- Articulation of the mandible. Lateral aspect.

Details
- System: skeletal
- From: zygomatic process of temporal bone
- To: condyloid process (mandible)

Identifiers
- Latin: ligamentum laterale articulationis temporomandibularis, ligamentum temporomandibulare
- TA98: A03.1.07.003
- TA2: 1624
- FMA: 57071

= Temporomandibular ligament =

Ligament connecting the zygomatic arch to the mandible

The temporomandibular ligament, also known as the external lateral ligament, is a ligament that connects the lower articular tubercle of the zygomatic arch to the lateral and posterior border of the neck of the mandible. It prevents posterior displacement of the mandible. It also prevents the condyloid process from being driven upward by a blow to the jaw, which would otherwise fracture the base of the skull.

== Structure ==
The temporomandibular ligament originates from the lower articular tubercle of the zygomatic arch. This usually has a rough surface for the ligament to attach to. It attaches to the lateral and posterior border of the neck of the mandible.

It consists of two short, narrow fasciculi, one in front of the other. It is broader above than below, and its fibers are directed obliquely downward and backward.

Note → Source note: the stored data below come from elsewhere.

//! CLI configuration: thin wrapper around `datalane_config` shared types.
//!
//! Adds CLI-specific resolution that respects `GlobalOpts` flag
//! overrides (--base-url, --token, --insecure, ...) and assembles the
//! dispatcher every data command runs through.

use std::path::PathBuf;
use std::sync::Arc;
use std::time::Duration;

use clap::ValueEnum;
use secrecy::SecretString;

use datalane_core::{
    DataView, Dispatcher, EntityConfig, FileStore, HttpTransport, KvStore, PageRouter, ReuseCache,
    Router, SystemClock, TlsMode, TransportConfig,
};

use crate::cli::{GlobalOpts, OutputFormat};
use crate::error::CliError;

// ── Re-exports from shared crate ────────────────────────────────────

pub use datalane_config::{Config, Profile, config_path, load_config};

/// File the response cache persists to.
pub fn cache_file() -> PathBuf {
    datalane_config::cache_dir().join("responses.json")
}

// ── Flag defaults from config ───────────────────────────────────────

/// Fill an unset `--output` from `[defaults]`.
pub fn apply_defaults(global: &mut GlobalOpts, cfg: &Config) {
    if global.output.is_none() {
        global.output = OutputFormat::from_str(&cfg.defaults.output, true).ok();
    }
}

// ── Transport resolution ────────────────────────────────────────────

/// Base URL and transport settings for the active profile.
///
/// CLI flag overrides take priority over profile values. Without a
/// profile, `--base-url` alone is enough.
pub fn resolve_transport(
    global: &GlobalOpts,
    cfg: &Config,
) -> Result<(String, TransportConfig), CliError> {
    let profile_name = cfg.active_profile_name(global.profile.as_deref());
    let profile = cfg.profiles.get(&profile_name);

    if profile.is_none() && global.base_url.is_none() {
        if global.profile.is_some() {
            return Err(CliError::ProfileNotFound {
                name: profile_name,
                available: available_profiles(cfg),
            });
        }
        return Err(CliError::NoConfig {
            path: config_path().display().to_string(),
        });
    }
    let fallback = Profile::default();
    let profile = profile.unwrap_or(&fallback);

    // 1. Base URL (flag > env > profile)
    let base_url = global
        .base_url
        .clone()
        .unwrap_or_else(|| profile.base_url.clone());
    url::Url::parse(&base_url).map_err(|e| CliError::Validation {
        field: "base_url".into(),
        reason: format!("invalid URL '{base_url}': {e}"),
    })?;

    // 2. TLS verification
    let tls = if global.insecure || profile.insecure.unwrap_or(cfg.defaults.insecure) {
        TlsMode::DangerAcceptInvalid
    } else if let Some(ref ca_path) = profile.ca_cert {
        TlsMode::CustomCa(ca_path.clone())
    } else {
        TlsMode::System
    };

    // 3. Timeout
    let timeout = global
        .timeout
        .or(profile.timeout)
        .unwrap_or(cfg.defaults.timeout);

    let mut transport = TransportConfig {
        tls,
        timeout: Duration::from_secs(timeout),
        ..TransportConfig::default()
    };

    // 4. Bearer token (flag > profile)
    let token = global
        .token
        .clone()
        .map(SecretString::from)
        .or_else(|| datalane_config::resolve_token(profile));
    if let Some(token) = token {
        transport = transport.with_bearer_token(token);
    }

    Ok((base_url, transport))
}

fn available_profiles(cfg: &Config) -> String {
    if cfg.profiles.is_empty() {
        return "(none)".into();
    }
    cfg.profiles.keys().cloned().collect::<Vec<_>>().join(", ")
}

// ── Dispatcher assembly ─────────────────────────────────────────────

fn page_router(global: &GlobalOpts) -> Arc<PageRouter> {
    Arc::new(
        global
            .page
            .as_deref()
            .map_or_else(PageRouter::new, PageRouter::with_page),
    )
}

/// A dispatcher plus the per-request timeout it was built with.
pub struct Session {
    pub dispatcher: Dispatcher,
    pub request_timeout: Duration,
}

/// Dispatcher over the HTTP transport, persisting reusable responses
/// to [`cache_file`].
pub fn build_session(global: &GlobalOpts, cfg: &Config) -> Result<Session, CliError> {
    let (base_url, transport_config) = resolve_transport(global, cfg)?;
    let transport = HttpTransport::new(Some(&base_url), &transport_config)
        .map_err(datalane_core::CoreError::from)?;

    tracing::debug!(%base_url, cache = %cache_file().display(), "building dispatcher");

    let dispatcher = Dispatcher::builder(Arc::new(transport))
        .config(cfg.dispatcher.to_dispatcher_config()?)
        .store(Arc::new(FileStore::new(cache_file())))
        .router(page_router(global))
        .build();
    Ok(Session {
        dispatcher,
        request_timeout: transport_config.timeout,
    })
}

/// The persisted response cache without a backend, for `cache` commands.
pub fn open_cache(global: &GlobalOpts, cfg: &Config) -> Result<ReuseCache, CliError> {
    let settings = cfg.dispatcher.to_dispatcher_config()?;
    let store: Arc<dyn KvStore> = Arc::new(FileStore::new(cache_file()));
    let router: Arc<dyn Router> = page_router(global);
    let default_timeout_ms =
        u64::try_from(settings.default_reuse_timeout.as_millis()).unwrap_or(u64::MAX);
    Ok(ReuseCache::new(
        store,
        router,
        Arc::new(SystemClock),
        default_timeout_ms,
    ))
}

/// Bind a configured entity to `view`.
pub fn entity_config(
    cfg: &Config,
    name: &str,
    view: Arc<dyn DataView>,
) -> Result<EntityConfig, CliError> {
    let definition = cfg.entity(name)?;
    let mut builder = EntityConfig::builder(definition.to_data_config(name)?).view(view);
    if let Some(class) = definition.blob_class() {
        builder = builder.blob_class(class);
    }
    Ok(builder.build()?)
}
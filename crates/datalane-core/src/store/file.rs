// ── File-backed store ──
//
// The whole table lives in one JSON document. It is loaded on first
// use and rewritten on every mutation through a sibling temp file plus
// rename, so a crash never leaves a half-written document behind.

use std::collections::BTreeMap;
use std::path::{Path, PathBuf};

use async_trait::async_trait;
use serde_json::Value;
use tokio::sync::Mutex;
use tracing::{debug, warn};

use super::{KvStore, StoreError};

type Table = BTreeMap<String, Value>;

#[derive(Debug)]
pub struct FileStore {
    path: PathBuf,
    table: Mutex<Option<Table>>,
}

impl FileStore {
    pub fn new(path: impl Into<PathBuf>) -> Self {
        Self {
            path: path.into(),
            table: Mutex::new(None),
        }
    }

    pub fn path(&self) -> &Path {
        &self.path
    }

    async fn load(&self) -> Result<Table, StoreError> {
        match tokio::fs::read(&self.path).await {
            Ok(bytes) if bytes.iter().all(u8::is_ascii_whitespace) => Ok(Table::new()),
            Ok(bytes) => match serde_json::from_slice(&bytes) {
                Ok(table) => Ok(table),
                Err(e) => {
                    // An unreadable cache is worth less than a working one.
                    warn!(path = %self.path.display(), error = %e, "discarding corrupt store file");
                    Ok(Table::new())
                }
            },
            Err(e) if e.kind() == std::io::ErrorKind::NotFound => Ok(Table::new()),
            Err(e) => Err(e.into()),
        }
    }

    async fn persist(&self, table: &Table) -> Result<(), StoreError> {
        if let Some(parent) = self.path.parent() {
            tokio::fs::create_dir_all(parent).await?;
        }
        let bytes = serde_json::to_vec_pretty(table)?;
        let tmp = self.path.with_extension("json.tmp");
        tokio::fs::write(&tmp, bytes).await?;
        tokio::fs::rename(&tmp, &self.path).await?;
        debug!(path = %self.path.display(), entries = table.len(), "store persisted");
        Ok(())
    }

    /// Run `f` against the loaded table; persist if it reports a change.
    async fn with_table<R>(
        &self,
        f: impl FnOnce(&mut Table) -> (R, bool),
    ) -> Result<R, StoreError> {
        let mut guard = self.table.lock().await;
        if guard.is_none() {
            *guard = Some(self.load().await?);
        }
        let Some(table) = guard.as_mut() else {
            return Err(StoreError::Unavailable("store table not loaded".into()));
        };
        let (result, dirty) = f(table);
        if dirty {
            self.persist(table).await?;
        }
        Ok(result)
    }
}

#[async_trait]
impl KvStore for FileStore {
    async fn get(&self, key: &str) -> Result<Option<Value>, StoreError> {
        self.with_table(|t| (t.get(key).cloned(), false)).await
    }

    async fn put(&self, key: &str, value: Value) -> Result<(), StoreError> {
        self.with_table(|t| {
            t.insert(key.to_owned(), value);
            ((), true)
        })
        .await
    }

    async fn delete(&self, key: &str) -> Result<(), StoreError> {
        self.with_table(|t| ((), t.remove(key).is_some())).await
    }

    async fn clear(&self) -> Result<(), StoreError> {
        self.with_table(|t| {
            t.clear();
            ((), true)
        })
        .await
    }

    async fn keys(&self) -> Result<Vec<String>, StoreError> {
        self.with_table(|t| (t.keys().cloned().collect(), false)).await
    }
}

It is covered by the parotid gland, and by the integument.

== Function ==
The temporomandibular ligament constrains the mandible as it opens, keeping the condyloid process close to the joint. It prevents posterior displacement of the mandible. It also prevents the condyloid process from being driven upward by a blow to the jaw, which would otherwise fracture the base of the skull.